Thursday, December 03, 2015

Christmas Eve Can Kill You - yuletide drama in the back of a Belfast taxi (Lyric Theatre until 17 Jan)

It’s like “real life acting out a soap”. That’s how taxi driver Mackers (played by Tim Loane) sums up his annual Christmas Eve fares. An ensemble cast of Julia Dearden, Dan Gordon, Jazzmin McClure, Matthew McElhinney, Tara Lynne O’Neill, Louise Parker and Katie Tumelty play more than twenty characters across the two hour play, with a few tight costume changes to manage.

Set in 1992, it’s twenty years since Marie Jones’ play Christmas Eve Can Kill You was first performed, with Tim Loane and Dan Gordon reprising their original roles. This may be the last time the play can be performed before it truly becomes a museum piece. Mobile phones were still rare, with the first text message only sent on this day (3 December) in 1992.

Young squaddies may no longer set up roadblocks on the streets of Belfast, Ford Sierras have become extinct, and it’s obvious from the play that inflation has hit the fares taxis charge, yet the tragedy and stresses of yuletide remain the same.

Old people whose pride won’t allow them to admit they’re alone at Christmas, jealous mistresses, lotharios whose imagination is stronger than their pulling power, children estranged from their parents, and young fools in love. And who can fail to laugh at an English actor on a BBC taxi account who can’t pronounce Ormeau!

Earlier characters reappear in increasingly unexpected and unconventional combinations as Marie Jones plaits the threads together. Her trick is to long withhold a key facet about each character and then suddenly drop it into the script to change how the audience view their motives.

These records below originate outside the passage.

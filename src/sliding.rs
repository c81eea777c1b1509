use crate::error::{Error, Result};

/// An append-only byte buffer read through a fixed-width window that only moves forward.
///
/// The byte-at-a-time attack keeps every recovered byte here and reads the last
/// `block_size - 1` of them back through the window as the known part of its next guess.
#[derive(Debug, Clone)]
pub struct SlidingWindow {
    buffer: Vec<u8>,
    start: usize,
    window_len: usize,
}

impl SlidingWindow {
    /// Start a buffer holding `window_len` zero bytes, so the window is readable straight away.
    pub fn with_sentinel(window_len: usize) -> Self {
        SlidingWindow {
            buffer: vec![0; window_len],
            start: 0,
            window_len,
        }
    }

    pub fn append(&mut self, byte: u8) {
        self.buffer.push(byte);
    }

    /// Copy of the `window_len` bytes at the current start.
    ///
    /// # Errors
    ///
    /// [`Error::InsufficientData`] if the buffer is shorter than the window.
    pub fn window(&self) -> Result<Vec<u8>> {
        self.buffer
            .get(self.start..self.start + self.window_len)
            .map(<[u8]>::to_vec)
            .ok_or(Error::InsufficientData {
                len: self.buffer.len(),
                window: self.window_len,
            })
    }

    /// Move the window forward by `steps`.
    ///
    /// # Errors
    ///
    /// [`Error::OutOfRange`] if the window would run past the end of the buffer. The window
    /// does not move in that case.
    pub fn advance(&mut self, steps: usize) -> Result<()> {
        if self.start + steps + self.window_len > self.buffer.len() {
            return Err(Error::OutOfRange {
                start: self.start,
                steps,
                window: self.window_len,
                len: self.buffer.len(),
            });
        }
        self.start += steps;
        Ok(())
    }

    /// Everything appended so far, sentinel prefix included.
    pub fn buffer(&self) -> &[u8] {
        &self.buffer
    }

    pub fn into_buffer(self) -> Vec<u8> {
        self.buffer
    }
}
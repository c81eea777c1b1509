pub(crate) trait BytesExt {
    /// Xor self with another slice of bytes of equal length
    fn xor<B: AsRef<[u8]>>(&self, other: B) -> Vec<u8>;

    /// The `index`th block of `block_size` bytes, if it is complete.
    fn nth_block(&self, index: usize, block_size: usize) -> Option<&[u8]>;
}

fn assert_same_length(a: &[u8], b: &[u8]) {
    assert_eq!(
        a.len(),
        b.len(),
        "Length mismatch: {} != {}",
        a.len(),
        b.len()
    );
}

impl BytesExt for [u8] {
    fn xor<B: AsRef<[u8]>>(&self, other: B) -> Vec<u8> {
        assert_same_length(self, other.as_ref());

        self.iter()
            .zip(other.as_ref().iter())
            .map(|(a, b)| a ^ b)
            .collect()
    }

    fn nth_block(&self, index: usize, block_size: usize) -> Option<&[u8]> {
        self.chunks_exact(block_size).nth(index)
    }
}
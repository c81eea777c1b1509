/// Everything that can go wrong in this crate.
#[derive(Debug, thiserror::Error)]
pub enum Error {
    /// The PKCS#7 trailer is missing or malformed.
    #[error("invalid padding")]
    InvalidPadding,

    #[error("invalid key length {len}, expected 16 bytes")]
    InvalidKey { len: usize },

    #[error("buffer holds {len} bytes, fewer than the window length {window}")]
    InsufficientData { len: usize, window: usize },

    #[error("cannot advance window at {start} by {steps}: {window} bytes would exceed buffer length {len}")]
    OutOfRange {
        start: usize,
        steps: usize,
        window: usize,
        len: usize,
    },

    /// No candidate byte reproduced the reference block.
    #[error("no candidate byte matched after recovering {recovered} bytes")]
    AttackAborted { recovered: usize },

    #[error("ciphertext length did not change after {probed} bytes of input")]
    BlockSizeNotFound { probed: usize },

    #[error("no adjacent identical ciphertext blocks, is the oracle using ECB?")]
    BoundaryNotFound,

    #[error("could not locate the end of the oracle prefix")]
    PrefixLengthNotFound,

    #[error(transparent)]
    Cipher(#[from] openssl::error::ErrorStack),

    #[error(transparent)]
    Rng(#[from] rand::Error),
}

pub type Result<T, E = Error> = std::result::Result<T, E>;
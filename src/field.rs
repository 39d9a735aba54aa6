//! Column adapters that store structured values in a TEXT column.
//!
//! Values are serialized to JSON on write and deserialized on read, so a
//! record can carry arbitrary serde-compatible data without its own table.
//! Map keys are kept ordered, which makes equal values produce equal column
//! text and lets `exact` / `in` lookups compare serialized forms.

use rusqlite::types::{FromSql, FromSqlError, FromSqlResult, ToSql, ToSqlOutput, ValueRef};
use serde::de::DeserializeOwned;
use serde::{Deserialize, Serialize};
use serde_json::Value;
use std::collections::BTreeMap;
use std::ops::{Deref, DerefMut};
use thiserror::Error;

/// String-keyed dictionary payload of a [`DictionaryField`].
pub type Dictionary = BTreeMap<String, Value>;

#[derive(Debug, Error)]
pub enum FieldError {
    #[error("could not serialize field value: {0}")]
    Serialize(#[source] serde_json::Error),

    #[error("could not deserialize field value: {0}")]
    Deserialize(#[source] serde_json::Error),

    #[error("value is not a dictionary")]
    NotADictionary,

    #[error("lookup type '{0}' is not supported")]
    UnsupportedLookup(String),
}

/// A value that knows how to render itself as column text.
pub trait ColumnValue {
    fn to_column(&self) -> Result<String, FieldError>;
}

// ─── SerializedField ────────────────────────────────────────────

/// Any serializable value, stored as JSON text.
#[derive(Debug, Clone, Default, PartialEq, Serialize, Deserialize)]
#[serde(transparent)]
pub struct SerializedField<T>(T);

impl<T> SerializedField<T> {
    pub fn new(value: T) -> Self {
        Self(value)
    }

    pub fn into_inner(self) -> T {
        self.0
    }
}

impl<T: DeserializeOwned> SerializedField<T> {
    /// Decode a value previously produced by [`ColumnValue::to_column`].
    pub fn from_column(text: &str) -> Result<Self, FieldError> {
        serde_json::from_str(text)
            .map(Self)
            .map_err(FieldError::Deserialize)
    }
}

impl<T: Serialize> ColumnValue for SerializedField<T> {
    fn to_column(&self) -> Result<String, FieldError> {
        serde_json::to_string(&self.0).map_err(FieldError::Serialize)
    }
}

impl<T> From<T> for SerializedField<T> {
    fn from(value: T) -> Self {
        Self(value)
    }
}

impl<T> Deref for SerializedField<T> {
    type Target = T;

    fn deref(&self) -> &T {
        &self.0
    }
}

impl<T> DerefMut for SerializedField<T> {
    fn deref_mut(&mut self) -> &mut T {
        &mut self.0
    }
}

impl<T: Serialize> ToSql for SerializedField<T> {
    fn to_sql(&self) -> rusqlite::Result<ToSqlOutput<'_>> {
        let text = self
            .to_column()
            .map_err(|e| rusqlite::Error::ToSqlConversionFailure(Box::new(e)))?;
        Ok(ToSqlOutput::from(text))
    }
}

impl<T: DeserializeOwned> FromSql for SerializedField<T> {
    fn column_result(value: ValueRef<'_>) -> FromSqlResult<Self> {
        let text = value.as_str()?;
        Self::from_column(text).map_err(|e| FromSqlError::Other(Box::new(e)))
    }
}

// ─── DictionaryField ────────────────────────────────────────────

/// A serialized field that only ever holds a string-keyed dictionary.
#[derive(Debug, Clone, Default, PartialEq, Serialize, Deserialize)]
#[serde(transparent)]
pub struct DictionaryField(SerializedField<Dictionary>);

impl DictionaryField {
    pub fn new(dict: Dictionary) -> Self {
        Self(SerializedField(dict))
    }

    /// Accepts JSON objects only; lists, strings and numbers are rejected.
    pub fn try_from_value(value: Value) -> Result<Self, FieldError> {
        match value {
            Value::Object(map) => Ok(Self::new(map.into_iter().collect())),
            _ => Err(FieldError::NotADictionary),
        }
    }

    pub fn from_column(text: &str) -> Result<Self, FieldError> {
        let value: Value = serde_json::from_str(text).map_err(FieldError::Deserialize)?;
        Self::try_from_value(value)
    }

    /// Text value stored under `key`, if it is a string.
    pub fn get_str(&self, key: &str) -> Option<&str> {
        self.0.get(key).and_then(Value::as_str)
    }

    pub fn into_inner(self) -> Dictionary {
        self.0.into_inner()
    }
}

impl ColumnValue for DictionaryField {
    fn to_column(&self) -> Result<String, FieldError> {
        self.0.to_column()
    }
}

impl Deref for DictionaryField {
    type Target = Dictionary;

    fn deref(&self) -> &Dictionary {
        &self.0
    }
}

impl DerefMut for DictionaryField {
    fn deref_mut(&mut self) -> &mut Dictionary {
        &mut self.0
    }
}

impl<K: Into<String>, V: Into<Value>> FromIterator<(K, V)> for DictionaryField {
    fn from_iter<I: IntoIterator<Item = (K, V)>>(iter: I) -> Self {
        Self::new(iter.into_iter().map(|(k, v)| (k.into(), v.into())).collect())
    }
}

impl ToSql for DictionaryField {
    fn to_sql(&self) -> rusqlite::Result<ToSqlOutput<'_>> {
        self.0.to_sql()
    }
}

impl FromSql for DictionaryField {
    fn column_result(value: ValueRef<'_>) -> FromSqlResult<Self> {
        let text = value.as_str()?;
        Self::from_column(text).map_err(|e| FromSqlError::Other(Box::new(e)))
    }
}

// ─── Lookups ────────────────────────────────────────────────────

/// A query against a serialized column.
///
/// Only equality-style lookups make sense on serialized text; anything else
/// is rejected when the lookup is prepared.
#[derive(Debug, Clone, PartialEq)]
pub enum Lookup<T> {
    Exact(T),
    In(Vec<T>),
    Other(String),
}

impl<T: ColumnValue> Lookup<T> {
    /// Serialize the lookup operands into column text.
    pub fn prep(&self) -> Result<Vec<String>, FieldError> {
        match self {
            Self::Exact(value) => Ok(vec![value.to_column()?]),
            Self::In(values) => values.iter().map(ColumnValue::to_column).collect(),
            Self::Other(kind) => Err(FieldError::UnsupportedLookup(kind.clone())),
        }
    }

    /// SQL condition on `column` plus its bound parameters.
    pub fn sql_condition(&self, column: &str) -> Result<(String, Vec<String>), FieldError> {
        let params = self.prep()?;
        let condition = match self {
            Self::Exact(_) => format!("{} = ?", column),
            _ if params.is_empty() => "0".to_string(),
            _ => {
                let placeholders = vec!["?"; params.len()].join(", ");
                format!("{} IN ({})", column, placeholders)
            }
        };
        Ok((condition, params))
    }
}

Tara Lynne O’Neill and Katie Tumelty are like the twins of the Lyric stage and slip comfortably into accents and characters that Marie Jones has gone on to develop in later plays. Louise Parker could tear strips off a book of ballot tickets with her tongue as she jumps between moods and emotions. Dan Gordon juggles being ridiculous, pathetic and vulnerable. While he’s far too young to remember it, Matthew McElhinney has the military red torch waving down to a tee.

There are raised eyebrows and quick asides as well as lengthy monologues as Mackers leans forward and confides his thoughts with the audience, even when he’s driving. Laughter ripples across the auditorium. By the time we’d reached the interval, Wednesday night’s audience had begun to applaud those getting their comeuppance and hiss those who needed to wind their necks in.

Theatre venues are challenged by the need for multiple shows to cohabit the same stage over Christmas. Lighting, set and sound designers double up across production to ensure a graceful fit. Other than a white door frame that most passengers step through onto the stage, the only fixed set on the all black stage is the white mesh outline of a car and a steering column. Five traffic lights flicker in the background as the car moves along the imaginary city streets picking up and dropping off fares. While the cue list must be endless, Garth McConaghie’s gentle sound effects when the taxi is moving make up for the lack of slammed car doors.

If you see a taxi registration ABZ1347, go easy on him. He’ll already have had some actual back seat drivers tonight and while there’s a choice of music on the radio that suits every situation, you jump into the back of Mackers’ taxi if you dare. He’s all ears, but don’t be expecting him to laugh at your turkey jokes.

Christmas Eve Can Kill You runs at the Lyric Theatre until 10 January until 17 January (run extended).

PS Did I mention the snow and the dog? If the Lyric sold stuffed dogs on the way out of the theatre, they’d make a fortune!